Collected data entries
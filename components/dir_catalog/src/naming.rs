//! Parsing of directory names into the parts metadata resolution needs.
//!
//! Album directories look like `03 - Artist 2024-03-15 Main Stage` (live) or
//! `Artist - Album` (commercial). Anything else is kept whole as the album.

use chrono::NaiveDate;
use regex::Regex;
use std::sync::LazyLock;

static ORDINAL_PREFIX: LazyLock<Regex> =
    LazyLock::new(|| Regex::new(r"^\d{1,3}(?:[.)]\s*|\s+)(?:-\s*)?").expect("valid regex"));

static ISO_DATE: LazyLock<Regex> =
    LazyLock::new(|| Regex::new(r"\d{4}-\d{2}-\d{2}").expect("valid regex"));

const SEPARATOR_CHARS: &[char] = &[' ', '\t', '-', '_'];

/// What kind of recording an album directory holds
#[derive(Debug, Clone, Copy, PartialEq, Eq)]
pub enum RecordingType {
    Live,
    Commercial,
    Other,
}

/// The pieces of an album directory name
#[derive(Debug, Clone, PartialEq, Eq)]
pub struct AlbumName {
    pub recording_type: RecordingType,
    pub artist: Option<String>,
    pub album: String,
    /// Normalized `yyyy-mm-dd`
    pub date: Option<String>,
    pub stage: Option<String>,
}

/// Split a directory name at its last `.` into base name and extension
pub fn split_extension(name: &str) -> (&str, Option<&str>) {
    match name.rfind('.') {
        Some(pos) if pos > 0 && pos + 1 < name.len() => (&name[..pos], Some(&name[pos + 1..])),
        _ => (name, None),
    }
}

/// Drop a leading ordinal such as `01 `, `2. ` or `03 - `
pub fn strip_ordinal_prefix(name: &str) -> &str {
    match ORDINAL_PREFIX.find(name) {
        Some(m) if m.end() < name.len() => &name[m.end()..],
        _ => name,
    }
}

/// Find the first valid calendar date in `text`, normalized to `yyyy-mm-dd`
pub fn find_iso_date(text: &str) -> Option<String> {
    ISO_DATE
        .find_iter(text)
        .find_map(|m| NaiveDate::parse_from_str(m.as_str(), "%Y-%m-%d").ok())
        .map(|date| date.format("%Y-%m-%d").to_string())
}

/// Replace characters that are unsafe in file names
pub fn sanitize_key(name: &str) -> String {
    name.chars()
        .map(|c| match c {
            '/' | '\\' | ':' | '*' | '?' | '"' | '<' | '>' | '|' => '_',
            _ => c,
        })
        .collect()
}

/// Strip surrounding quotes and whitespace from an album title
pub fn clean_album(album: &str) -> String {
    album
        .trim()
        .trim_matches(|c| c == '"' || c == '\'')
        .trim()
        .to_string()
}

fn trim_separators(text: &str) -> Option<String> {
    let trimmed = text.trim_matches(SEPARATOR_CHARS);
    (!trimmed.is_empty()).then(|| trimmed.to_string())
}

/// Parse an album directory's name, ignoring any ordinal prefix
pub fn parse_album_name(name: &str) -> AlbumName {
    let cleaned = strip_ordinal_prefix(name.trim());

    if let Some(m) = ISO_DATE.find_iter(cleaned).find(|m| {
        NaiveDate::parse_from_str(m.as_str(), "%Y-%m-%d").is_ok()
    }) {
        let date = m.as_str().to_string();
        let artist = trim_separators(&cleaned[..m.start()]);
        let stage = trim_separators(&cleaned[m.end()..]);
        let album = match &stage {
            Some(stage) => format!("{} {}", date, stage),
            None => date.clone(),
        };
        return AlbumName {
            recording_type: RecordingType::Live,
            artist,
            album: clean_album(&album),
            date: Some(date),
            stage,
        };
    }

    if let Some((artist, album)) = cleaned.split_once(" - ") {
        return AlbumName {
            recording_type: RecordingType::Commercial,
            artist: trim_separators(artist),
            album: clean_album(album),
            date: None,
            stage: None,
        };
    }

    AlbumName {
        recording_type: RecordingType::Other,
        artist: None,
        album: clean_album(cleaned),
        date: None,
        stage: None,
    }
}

---

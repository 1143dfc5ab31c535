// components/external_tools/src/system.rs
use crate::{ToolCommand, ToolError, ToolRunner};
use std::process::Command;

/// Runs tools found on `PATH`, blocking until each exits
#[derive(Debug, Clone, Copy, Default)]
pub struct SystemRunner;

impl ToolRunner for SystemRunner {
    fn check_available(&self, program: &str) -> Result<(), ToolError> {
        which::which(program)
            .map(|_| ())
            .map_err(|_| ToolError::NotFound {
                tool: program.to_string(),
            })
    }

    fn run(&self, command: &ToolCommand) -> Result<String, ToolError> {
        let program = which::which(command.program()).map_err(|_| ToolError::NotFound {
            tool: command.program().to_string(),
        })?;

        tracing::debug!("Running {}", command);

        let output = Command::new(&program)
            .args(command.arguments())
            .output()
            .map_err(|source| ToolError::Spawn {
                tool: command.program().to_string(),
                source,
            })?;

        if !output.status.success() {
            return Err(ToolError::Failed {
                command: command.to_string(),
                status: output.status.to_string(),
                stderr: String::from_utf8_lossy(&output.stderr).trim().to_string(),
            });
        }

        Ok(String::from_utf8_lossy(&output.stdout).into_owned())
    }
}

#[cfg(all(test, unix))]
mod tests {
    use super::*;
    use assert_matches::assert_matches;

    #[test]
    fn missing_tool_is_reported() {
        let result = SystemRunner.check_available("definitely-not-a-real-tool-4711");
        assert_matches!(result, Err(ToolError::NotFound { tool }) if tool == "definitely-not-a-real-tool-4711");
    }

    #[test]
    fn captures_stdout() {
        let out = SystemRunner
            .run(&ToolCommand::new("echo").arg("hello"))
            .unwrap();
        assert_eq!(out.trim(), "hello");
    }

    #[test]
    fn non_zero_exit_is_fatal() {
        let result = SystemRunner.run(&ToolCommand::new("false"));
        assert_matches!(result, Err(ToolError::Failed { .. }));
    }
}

* * *

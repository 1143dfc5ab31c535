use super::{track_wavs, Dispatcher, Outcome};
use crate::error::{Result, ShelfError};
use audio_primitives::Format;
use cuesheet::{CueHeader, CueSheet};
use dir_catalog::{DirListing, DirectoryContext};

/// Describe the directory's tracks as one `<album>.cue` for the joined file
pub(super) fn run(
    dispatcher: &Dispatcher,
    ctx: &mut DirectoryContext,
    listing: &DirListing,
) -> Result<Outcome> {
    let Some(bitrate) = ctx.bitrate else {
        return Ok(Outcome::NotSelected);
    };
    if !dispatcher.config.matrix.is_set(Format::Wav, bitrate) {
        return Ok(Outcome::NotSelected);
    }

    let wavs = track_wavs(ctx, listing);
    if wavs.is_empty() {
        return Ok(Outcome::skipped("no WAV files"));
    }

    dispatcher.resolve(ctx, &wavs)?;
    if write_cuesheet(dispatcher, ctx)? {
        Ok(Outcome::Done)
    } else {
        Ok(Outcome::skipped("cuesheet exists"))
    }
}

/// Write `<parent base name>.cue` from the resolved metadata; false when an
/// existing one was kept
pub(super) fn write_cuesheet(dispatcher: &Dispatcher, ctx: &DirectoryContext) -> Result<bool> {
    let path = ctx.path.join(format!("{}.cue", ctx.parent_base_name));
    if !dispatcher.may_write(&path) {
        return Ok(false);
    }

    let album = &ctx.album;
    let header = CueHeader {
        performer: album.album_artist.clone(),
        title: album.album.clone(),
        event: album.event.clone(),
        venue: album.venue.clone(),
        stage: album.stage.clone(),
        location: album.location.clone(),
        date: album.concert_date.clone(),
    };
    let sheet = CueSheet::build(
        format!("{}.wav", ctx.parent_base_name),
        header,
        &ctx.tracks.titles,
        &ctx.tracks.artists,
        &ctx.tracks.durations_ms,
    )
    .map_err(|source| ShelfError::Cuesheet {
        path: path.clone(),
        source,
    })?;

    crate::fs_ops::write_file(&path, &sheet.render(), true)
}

§ **Your instructions**
Please return every line of the records above that contains the word "source".

§ **Solution**
            .map_err(|source| ToolError::Spawn {
                source,
    .map_err(|source| ShelfError::Cuesheet {
        source,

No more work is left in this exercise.